I woke up the morning after what I'd thought was a really productive conversation with X. He acknowledged the mistakes he'd made, vowed to do better, and we were going to try and put our family back together again.
I went to the place where'd I'd hid the grocery money. X had already emptied my bank account, so I'd resorted to hiding cash around the house to cover child care, groceries, and other expenses. This time, I'd put it in a shoe.
But there was no money in there. After our so-called productive conversation, X had found it, and spent it on drugs and/or alcohol - don't know, and at that moment, I no longer cared.
After years, two daughters and one miscarriage, a wedding, several moves in a total of 4 states, I'd simply fallen out of love with X. I'd even warned him a few weeks prior that I thought this could happen. My love had been the only thing holding us together. And now it was gone.

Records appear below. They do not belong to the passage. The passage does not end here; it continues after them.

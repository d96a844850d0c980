//! Entity dictionaries built from distinct values in the business tables.

use async_trait::async_trait;
use sqlx::PgPool;

use iq_engine::{Dictionaries, DictionarySource, SourceError, SourceResult};

const SUPPLIERS: &str = "SELECT DISTINCT supplier_name FROM inventory WHERE supplier_name IS NOT NULL AND supplier_name <> '' ORDER BY supplier_name";
const MATERIALS: &str = "SELECT DISTINCT material_name FROM inventory WHERE material_name IS NOT NULL AND material_name <> '' ORDER BY material_name";
const FACTORIES: &str = "SELECT DISTINCT factory FROM inventory WHERE factory IS NOT NULL AND factory <> '' ORDER BY factory";
const STATUSES: &str = "SELECT DISTINCT status FROM inventory WHERE status IS NOT NULL AND status <> '' ORDER BY status";
const PROJECTS: &str = "SELECT DISTINCT project FROM online_tracking WHERE project IS NOT NULL AND project <> '' ORDER BY project";

pub struct PgDictionarySource {
    pool: PgPool,
}

impl PgDictionarySource {
    pub fn new(pool: PgPool) -> Self {
        Self { pool }
    }

    async fn distinct(&self, sql: &str) -> SourceResult<Vec<String>> {
        sqlx::query_scalar::<_, String>(sql)
            .fetch_all(&self.pool)
            .await
            .map_err(|e| SourceError::Store(e.to_string()))
    }
}

#[async_trait]
impl DictionarySource for PgDictionarySource {
    async fn load(&self) -> SourceResult<Dictionaries> {
        let (suppliers, materials, factories, statuses, projects) = tokio::try_join!(
            self.distinct(SUPPLIERS),
            self.distinct(MATERIALS),
            self.distinct(FACTORIES),
            self.distinct(STATUSES),
            self.distinct(PROJECTS),
        )?;
        Ok(Dictionaries {
            suppliers,
            materials,
            factories,
            statuses,
            projects,
        })
    }

    fn name(&self) -> &str {
        "postgres"
    }
}
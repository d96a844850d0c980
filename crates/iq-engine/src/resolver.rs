//! Resolution pipeline: Match → Extract → Instantiate → Execute → Aggregate.

use std::collections::BTreeMap;
use std::sync::Arc;
use std::time::Duration;

use serde::{Deserialize, Serialize};

use iq_protocol::{ExtractedValue, ResolutionRequest, ResolutionResponse, Row, RuleId, Scenario};

use crate::aggregator::{Aggregator, AggregatorConfig};
use crate::dictionary::DictionaryStore;
use crate::error::{ExecutionError, ResolutionError};
use crate::executor::{QueryExecutor, QueryResult, ResultStatus};
use crate::extractor::EntityExtractor;
use crate::matcher::{Matcher, normalize_query};
use crate::repository::{CompiledRule, RuleRepository, RuleSet};
use crate::template::BoundQuery;

#[derive(Debug, Clone, PartialEq, Serialize, Deserialize)]
#[serde(default)]
pub struct ResolverConfig {
    /// Lowest score that counts as a match.
    pub min_score: u32,
    /// Answer unmatched questions with a fallback rule. When false, an
    /// unmatched question gets an empty, explained response.
    pub fallback_enabled: bool,
    /// Fallback rule by name. `None` uses the rule set's catch-all rule.
    pub fallback_rule: Option<String>,
    pub query_timeout_ms: u64,
    /// Extra attempts after a connectivity failure or timeout.
    pub max_retries: u32,
    pub retry_backoff_ms: u64,
    /// Rows returned in `tableData`; `rowCount` still reports the full count.
    pub max_table_rows: usize,
}

impl Default for ResolverConfig {
    fn default() -> Self {
        Self {
            min_score: 1,
            fallback_enabled: true,
            fallback_rule: None,
            query_timeout_ms: 10_000,
            max_retries: 1,
            retry_backoff_ms: 200,
            max_table_rows: 500,
        }
    }
}

/// One scored candidate, as reported by `explain`.
#[derive(Debug, Clone, Serialize)]
#[serde(rename_all = "camelCase")]
pub struct Candidate {
    pub rule_id: RuleId,
    pub rule_name: String,
    pub scenario: Scenario,
    pub score: u32,
    pub priority: i32,
    pub matched_triggers: Vec<String>,
    pub matched_patterns: Vec<String>,
    pub name_matched: bool,
}

/// Dry run of a resolution: everything up to, but not including, execution.
/// Bound values are absent; only parameter names are listed.
#[derive(Debug, Clone, Serialize)]
#[serde(rename_all = "camelCase")]
pub struct Explanation {
    pub query_text: String,
    pub normalized_query: String,
    pub candidates: Vec<Candidate>,
    pub selected_rule: Option<String>,
    pub fallback: bool,
    pub parameters: BTreeMap<String, ExtractedValue>,
    pub sql: Option<String>,
    pub param_names: Vec<String>,
    pub wildcards: Vec<String>,
    pub template_error: Option<String>,
}

/// The selected rule and whether it came from the fallback setting.
struct Selection {
    rule: Arc<CompiledRule>,
    fallback: bool,
}

pub struct Resolver {
    rules: Arc<RuleRepository>,
    dictionaries: Arc<DictionaryStore>,
    executor: Arc<dyn QueryExecutor>,
    matcher: Matcher,
    extractor: EntityExtractor,
    aggregator: Aggregator,
    config: ResolverConfig,
}

impl Resolver {
    pub fn new(
        rules: Arc<RuleRepository>,
        dictionaries: Arc<DictionaryStore>,
        executor: Arc<dyn QueryExecutor>,
        config: ResolverConfig,
        aggregator_config: AggregatorConfig,
    ) -> Self {
        Self {
            rules,
            dictionaries,
            executor,
            matcher: Matcher::new(config.min_score),
            extractor: EntityExtractor::new(),
            aggregator: Aggregator::new(aggregator_config),
            config,
        }
    }

    pub fn rules(&self) -> &Arc<RuleRepository> {
        &self.rules
    }

    pub fn dictionaries(&self) -> &Arc<DictionaryStore> {
        &self.dictionaries
    }

    pub fn config(&self) -> &ResolverConfig {
        &self.config
    }

    /// Resolve one question. Never fails: every error becomes a response with
    /// `success = false`, empty `tableData` and an explanatory narrative.
    pub async fn resolve(&self, request: &ResolutionRequest) -> ResolutionResponse {
        let text = request.query_text.as_str();
        let rules = self.rules.snapshot();

        let Some(selection) = self.select(text, &rules, request.scenario_hint()) else {
            tracing::info!(query_len = text.chars().count(), "no rule matched");
            return ResolutionResponse::failure(
                None,
                ResolutionError::NoRuleMatched.user_message(""),
            );
        };

        let compiled = selection.rule;
        let rule = &compiled.rule;
        let dictionaries = self.dictionaries.snapshot();
        let params = self.extractor.extract(text, rule, &dictionaries);

        let bound = match compiled.template.instantiate(rule, &params) {
            Ok(bound) => bound,
            Err(e) => {
                tracing::error!(rule = %rule.name, error = %e, "template instantiation failed");
                let mut response = ResolutionResponse::failure(
                    Some(rule.name.clone()),
                    ResolutionError::from(e).user_message(&rule.name),
                );
                response.fallback = selection.fallback;
                return response;
            }
        };
        tracing::debug!(rule = %rule.name, sql = %bound.sql, params = ?bound.param_names, "query bound");

        let rows = match self.execute_with_retry(&bound, &rule.name).await {
            Ok(rows) => rows,
            Err(e) => {
                let mut response = ResolutionResponse::failure(
                    Some(rule.name.clone()),
                    ResolutionError::from(e).user_message(&rule.name),
                );
                response.scenario = Some(rule.scenario);
                response.fallback = selection.fallback;
                return response;
            }
        };

        let mut result = QueryResult::new(rows, rule.scenario);
        let aggregation = self.aggregator.aggregate(&rule.name, &result);
        result.truncate(self.config.max_table_rows);

        tracing::info!(
            rule = %rule.name,
            scenario = %rule.scenario,
            rows = result.row_count,
            fallback = selection.fallback,
            wildcards = bound.wildcards.len(),
            "query resolved"
        );

        let body = match result.status() {
            ResultStatus::Rows => aggregation.narrative,
            ResultStatus::Empty => empty_narrative(&rule.name, &bound.wildcards),
        };
        let narrative = if selection.fallback {
            format!(
                "No rule matched the question; showing results from the fallback rule '{}'. {body}",
                rule.name
            )
        } else {
            body
        };

        ResolutionResponse {
            success: true,
            matched_rule_name: Some(rule.name.clone()),
            scenario: Some(rule.scenario),
            fallback: selection.fallback,
            row_count: result.row_count,
            table_data: result.rows,
            summary_cards: aggregation.summary_cards,
            narrative,
            parameters: params.into_map(),
            wildcards: bound.wildcards,
        }
    }

    /// Everything `resolve` would do, without touching the store.
    pub fn explain(&self, request: &ResolutionRequest) -> Explanation {
        let text = request.query_text.as_str();
        let rules = self.rules.snapshot();
        let hint = request.scenario_hint();

        let candidates = self
            .matcher
            .rank(text, rules.active())
            .into_iter()
            .filter(|m| m.score > 0 && hint.is_none_or(|s| m.rule.rule.scenario == s))
            .map(|m| Candidate {
                rule_id: m.rule.rule.id.clone(),
                rule_name: m.rule.rule.name.clone(),
                scenario: m.rule.rule.scenario,
                score: m.score,
                priority: m.rule.rule.priority,
                matched_triggers: m.matched_triggers,
                matched_patterns: m.matched_patterns,
                name_matched: m.name_matched,
            })
            .collect();

        let mut explanation = Explanation {
            query_text: request.query_text.clone(),
            normalized_query: normalize_query(text),
            candidates,
            selected_rule: None,
            fallback: false,
            parameters: BTreeMap::new(),
            sql: None,
            param_names: Vec::new(),
            wildcards: Vec::new(),
            template_error: None,
        };

        let Some(selection) = self.select(text, &rules, hint) else {
            return explanation;
        };

        let rule = &selection.rule.rule;
        let params = self
            .extractor
            .extract(text, rule, &self.dictionaries.snapshot());
        match selection.rule.template.instantiate(rule, &params) {
            Ok(BoundQuery {
                sql,
                param_names,
                wildcards,
                ..
            }) => {
                explanation.sql = Some(sql);
                explanation.param_names = param_names;
                explanation.wildcards = wildcards;
            }
            Err(e) => explanation.template_error = Some(e.to_string()),
        }
        explanation.selected_rule = Some(rule.name.clone());
        explanation.fallback = selection.fallback;
        explanation.parameters = params.into_map();
        explanation
    }

    fn select(&self, text: &str, rules: &RuleSet, hint: Option<Scenario>) -> Option<Selection> {
        if let Some(best) = self.matcher.best(text, rules.active(), hint) {
            tracing::debug!(
                rule = %best.rule_name(),
                score = best.score,
                triggers = ?best.matched_triggers,
                "rule matched"
            );
            return Some(Selection {
                rule: best.rule,
                fallback: false,
            });
        }

        if !self.config.fallback_enabled {
            return None;
        }
        let rule = match self.config.fallback_rule.as_deref() {
            Some(name) => {
                let rule = rules.lookup_by_name(name);
                if rule.is_none() {
                    tracing::warn!(fallback_rule = %name, "configured fallback rule is not loaded");
                }
                rule
            }
            None => {
                let rule = rules.catch_all();
                if rule.is_none() {
                    tracing::warn!("no catch-all rule loaded, unmatched question left unanswered");
                }
                rule
            }
        }?;
        Some(Selection {
            rule: Arc::clone(rule),
            fallback: true,
        })
    }

    /// Linear backoff before retry `attempt` (1-based).
    fn backoff(&self, attempt: u32) -> Duration {
        Duration::from_millis(self.config.retry_backoff_ms.saturating_mul(u64::from(attempt)))
    }

    /// Run the query under the configured timeout, retrying connectivity
    /// failures and timeouts with linear backoff.
    async fn execute_with_retry(
        &self,
        query: &BoundQuery,
        rule_name: &str,
    ) -> Result<Vec<Row>, ExecutionError> {
        let timeout = Duration::from_millis(self.config.query_timeout_ms);
        let mut attempt = 0;
        loop {
            let outcome = match tokio::time::timeout(timeout, self.executor.execute(query)).await {
                Ok(result) => result,
                Err(_) => Err(ExecutionError::Timeout(self.config.query_timeout_ms)),
            };

            match outcome {
                Ok(rows) => return Ok(rows),
                Err(e) if e.is_retryable() && attempt < self.config.max_retries => {
                    attempt += 1;
                    tracing::warn!(
                        rule = %rule_name,
                        backend = self.executor.backend_name(),
                        kind = e.kind(),
                        attempt,
                        "query failed, retrying"
                    );
                    tokio::time::sleep(self.backoff(attempt)).await;
                }
                Err(e) => {
                    tracing::error!(
                        rule = %rule_name,
                        backend = self.executor.backend_name(),
                        kind = e.kind(),
                        error = %e,
                        "query failed"
                    );
                    return Err(e);
                }
            }
        }
    }
}

/// Narrative for a query that ran cleanly but returned no rows.
fn empty_narrative(rule_name: &str, wildcards: &[String]) -> String {
    let mut narrative =
        format!("No records matched {rule_name}; the query ran successfully but returned nothing");
    if !wildcards.is_empty() {
        narrative.push_str(&format!(" (unconstrained: {})", wildcards.join(", ")));
    }
    narrative.push('.');
    narrative
}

I don't remember the exact timeline here, but it wasn't long after that when I discovered I was pregnant.
My girls were about 2 1/2 and 5 1/2 at the time. I already knew I was going to leave X, and I couldn't imagine trying to explain divorce and adoption at the same time.
I had no idea how I was going to manage. I was living across the country from my family at the time, working in the field I loved, but with a boss who threw a chair at an employee and would yell at us during staff meetings.
Now, I'm fully aware that I played a role in this, that I had responsibilities. The responsible thing to do was not bring another human into the chaos that was our lives at that moment.
Thankfully, at the time, we lived about a block away from a Planned Parenthood. The idea was that I'd go home after, but my nightmare boss made me come into work...and then later questioned my loyalty, which is when I decided to leave that job, too.
The procedure was simple enough that I could work afterwards. There was very little pain. Frankly, a lot less painful than childbirth! And a lot less expensive than raising kids.
My daughters are now 21 and 24. They're both working in fields they love, which happen to be with children.
They're both on birth control, even though only 1 has a serous relationship right now.
I'm incredibly proud of them. I'm also proud of me. I raised them. I got myself a job in a department with really good people, who supported me and cheered me on when I went back to school. I work for a boss who recognizes that people come first, and gave me promotions every time he could.
I own my own townhouse now. I'm raising two kitties now (both rescues).
Not once have I ever regretted my decision to have an abortion. And no, I don't even regret the intercourse that led to it, because at the time, I was committed to my marriage. Which he broke. I just finally put myself and my girls back together.
No one deserves my story, which is why I haven't shared it before. I'm sharing it now because this country still allows free speech. I've got to exercise any and all rights I have left!